Background: Mali is one of the most important livestock producers of the Sahel region of Africa. A high frequency of bovine tuberculosis (BTB) has been reported but surveillance and control schemes are restricted to abattoir inspections only. The objective of this study was to conduct, for the first time, molecular characterisation of Mycobacterium bovis strains isolated from cattle slaughtered at the Bamako abattoir. Of 3330 animals screened only 60 exhibited gross visible lesions.

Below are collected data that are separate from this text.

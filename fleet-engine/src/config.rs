//! Configuration management for the reconciliation engine.
//!
//! Loads configuration from a TOML file, then applies environment variable
//! overrides (a `.env` file in the working directory is honored).

use crate::utils::errors::ConfigError;
use serde::{Deserialize, Serialize};
use std::path::{Path, PathBuf};
use std::time::Duration;

#[derive(Debug, Clone, Default, Serialize, Deserialize)]
pub struct Config {
    #[serde(default)]
    pub manifest: ManifestConfig,
    #[serde(default)]
    pub store: StoreConfig,
    #[serde(default)]
    pub ssh: SshConfig,
    #[serde(default)]
    pub transfer: TransferConfig,
    #[serde(default)]
    pub health: HealthConfig,
    #[serde(default)]
    pub rollout: RolloutConfig,
    #[serde(default)]
    pub log: LogConfig,
}

#[derive(Debug, Clone, Serialize, Deserialize)]
pub struct ManifestConfig {
    /// Path to the manifest TOML file
    #[serde(default = "default_manifest_path")]
    pub path: PathBuf,
}

#[derive(Debug, Clone, Serialize, Deserialize)]
pub struct StoreConfig {
    /// SQLite database holding host records
    #[serde(default = "default_db_path")]
    pub path: PathBuf,
}

#[derive(Debug, Clone, Serialize, Deserialize)]
pub struct SshConfig {
    /// Directory holding private keys, one file per credential reference
    #[serde(default = "default_keys_dir")]
    pub keys_dir: PathBuf,

    #[serde(default = "default_connect_timeout")]
    pub connect_timeout_secs: u64,

    /// Applies to every command run on an open session
    #[serde(default = "default_command_timeout")]
    pub command_timeout_secs: u64,
}

#[derive(Debug, Clone, Serialize, Deserialize)]
pub struct TransferConfig {
    /// Largest payload appended or inserted inline through the shell
    #[serde(default = "default_inline_append_limit")]
    pub inline_append_limit: usize,

    /// Largest payload written inline as a full file
    #[serde(default = "default_inline_write_limit")]
    pub inline_write_limit: usize,
}

#[derive(Debug, Clone, Copy, PartialEq, Eq, Serialize, Deserialize)]
#[serde(rename_all = "snake_case")]
pub enum ProbeTransport {
    /// curl the service's local health URL through the host session
    Remote,
    /// GET the health endpoint from the orchestrator
    Direct,
}

#[derive(Debug, Clone, Serialize, Deserialize)]
pub struct HealthConfig {
    #[serde(default = "default_health_attempts")]
    pub attempts: u32,

    #[serde(default = "default_health_interval")]
    pub interval_secs: u64,

    #[serde(default = "default_probe_transport")]
    pub transport: ProbeTransport,

    /// Port of the health endpoint for the direct transport
    #[serde(default = "default_direct_port")]
    pub direct_port: u16,

    #[serde(default = "default_direct_path")]
    pub direct_path: String,

    #[serde(default = "default_request_timeout")]
    pub request_timeout_secs: u64,
}

#[derive(Debug, Clone, Serialize, Deserialize)]
pub struct RolloutConfig {
    /// Hosts reconciled concurrently per batch
    #[serde(default = "default_batch_size")]
    pub batch_size: usize,

    /// Pause between batches
    #[serde(default = "default_batch_delay")]
    pub batch_delay_secs: u64,
}

#[derive(Debug, Clone, Serialize, Deserialize)]
pub struct LogConfig {
    /// Log level (trace, debug, info, warn, error)
    #[serde(default = "default_log_level")]
    pub level: String,
}

// Default values
fn default_manifest_path() -> PathBuf {
    PathBuf::from("manifest.toml")
}

fn default_db_path() -> PathBuf {
    PathBuf::from("fleet.db")
}

fn default_keys_dir() -> PathBuf {
    PathBuf::from("keys")
}

fn default_connect_timeout() -> u64 {
    10
}

fn default_command_timeout() -> u64 {
    120
}

fn default_inline_append_limit() -> usize {
    4 * 1024
}

fn default_inline_write_limit() -> usize {
    40 * 1024
}

fn default_health_attempts() -> u32 {
    6
}

fn default_health_interval() -> u64 {
    5
}

fn default_probe_transport() -> ProbeTransport {
    ProbeTransport::Remote
}

fn default_direct_port() -> u16 {
    8080
}

fn default_direct_path() -> String {
    "/health".to_string()
}

fn default_request_timeout() -> u64 {
    5
}

fn default_batch_size() -> usize {
    5
}

fn default_batch_delay() -> u64 {
    30
}

fn default_log_level() -> String {
    "info".to_string()
}

impl Default for ManifestConfig {
    fn default() -> Self {
        Self { path: default_manifest_path() }
    }
}

impl Default for StoreConfig {
    fn default() -> Self {
        Self { path: default_db_path() }
    }
}

impl Default for SshConfig {
    fn default() -> Self {
        Self {
            keys_dir: default_keys_dir(),
            connect_timeout_secs: default_connect_timeout(),
            command_timeout_secs: default_command_timeout(),
        }
    }
}

impl Default for TransferConfig {
    fn default() -> Self {
        Self {
            inline_append_limit: default_inline_append_limit(),
            inline_write_limit: default_inline_write_limit(),
        }
    }
}

impl Default for HealthConfig {
    fn default() -> Self {
        Self {
            attempts: default_health_attempts(),
            interval_secs: default_health_interval(),
            transport: default_probe_transport(),
            direct_port: default_direct_port(),
            direct_path: default_direct_path(),
            request_timeout_secs: default_request_timeout(),
        }
    }
}

impl Default for RolloutConfig {
    fn default() -> Self {
        Self {
            batch_size: default_batch_size(),
            batch_delay_secs: default_batch_delay(),
        }
    }
}

impl Default for LogConfig {
    fn default() -> Self {
        Self { level: default_log_level() }
    }
}

impl HealthConfig {
    pub fn interval(&self) -> Duration {
        Duration::from_secs(self.interval_secs)
    }
}

impl RolloutConfig {
    pub fn batch_delay(&self) -> Duration {
        Duration::from_secs(self.batch_delay_secs)
    }
}

impl Config {
    /// Load configuration from a TOML file
    pub fn from_file(path: &Path) -> Result<Self, ConfigError> {
        let content = std::fs::read_to_string(path).map_err(|source| ConfigError::Io {
            path: path.display().to_string(),
            source,
        })?;
        toml::from_str(&content).map_err(|source| ConfigError::Toml {
            path: path.display().to_string(),
            source,
        })
    }

    /// Apply `FLEET_*` / `LOG_LEVEL` environment overrides on top of the file.
    pub fn with_env_overrides(mut self) -> Self {
        let _ = dotenvy::dotenv();
        self.apply_overrides(|key| std::env::var(key).ok());
        self
    }

    fn apply_overrides(&mut self, get: impl Fn(&str) -> Option<String>) {
        if let Some(v) = get("FLEET_MANIFEST") {
            self.manifest.path = PathBuf::from(v);
        }
        if let Some(v) = get("FLEET_DB_PATH") {
            self.store.path = PathBuf::from(v);
        }
        if let Some(v) = get("FLEET_KEYS_DIR") {
            self.ssh.keys_dir = PathBuf::from(v);
        }
        if let Some(v) = get("FLEET_BATCH_SIZE").and_then(|v| v.parse().ok()) {
            self.rollout.batch_size = v;
        }
        if let Some(v) = get("FLEET_BATCH_DELAY_SECS").and_then(|v| v.parse().ok()) {
            self.rollout.batch_delay_secs = v;
        }
        if let Some(v) = get("LOG_LEVEL") {
            self.log.level = v;
        }
    }
}

#[cfg(test)]
mod tests {
    use super::*;
    use std::collections::HashMap;

    #[test]
    fn test_defaults_match_documented_thresholds() {
        let config = Config::default();
        assert_eq!(config.transfer.inline_append_limit, 4096);
        assert_eq!(config.transfer.inline_write_limit, 40960);
        assert_eq!(config.health.attempts, 6);
        assert_eq!(config.health.interval(), Duration::from_secs(5));
        assert_eq!(config.health.transport, ProbeTransport::Remote);
    }

    #[test]
    fn test_partial_file_keeps_defaults() {
        let config: Config = toml::from_str(
            r#"
[rollout]
batch_size = 12

[health]
transport = "direct"
direct_port = 9090
"#,
        )
        .unwrap();

        assert_eq!(config.rollout.batch_size, 12);
        assert_eq!(config.rollout.batch_delay_secs, 30);
        assert_eq!(config.health.transport, ProbeTransport::Direct);
        assert_eq!(config.health.direct_port, 9090);
        assert_eq!(config.health.direct_path, "/health");
        assert_eq!(config.ssh.command_timeout_secs, 120);
    }

    #[test]
    fn test_env_overrides() {
        let env: HashMap<&str, &str> = [
            ("FLEET_DB_PATH", "/var/lib/fleet/hosts.db"),
            ("FLEET_BATCH_SIZE", "20"),
            ("FLEET_BATCH_DELAY_SECS", "not-a-number"),
        ]
        .into_iter()
        .collect();

        let mut config = Config::default();
        config.apply_overrides(|k| env.get(k).map(|v| v.to_string()));

        assert_eq!(config.store.path, PathBuf::from("/var/lib/fleet/hosts.db"));
        assert_eq!(config.rollout.batch_size, 20);
        assert_eq!(config.rollout.batch_delay_secs, 30);
    }

    #[test]
    fn test_from_file_reports_path_on_error() {
        let dir = tempfile::tempdir().unwrap();
        let path = dir.path().join("fleet.toml");
        std::fs::write(&path, "[rollout\nbatch_size = 1").unwrap();

        let err = Config::from_file(&path).unwrap_err();
        assert!(err.to_string().contains("fleet.toml"));
    }
}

From these animals, twenty strains of M. bovis were isolated and characterised by spoligotyping.

Results: Organ lesions typical of BTB were most often detected in the liver, followed by the lung and the peritoneum. M. bovis was isolated from 20 animals and 7 different spoligotypes were observed among these 20 strains; three of the patterns had not been previously reported. Spoligotype patterns from thirteen of the strains lacked spacer 30, a characteristic common in strains of M. bovis found in Chad, Cameroon and Nigeria. However, unlike the other three Central African countries, the majority of spoligotype patterns observed in Mali also lacked spacer 6. Of the remaining seven strains, six had spoligotype patterns identical to strains commonly isolated in France and Spain.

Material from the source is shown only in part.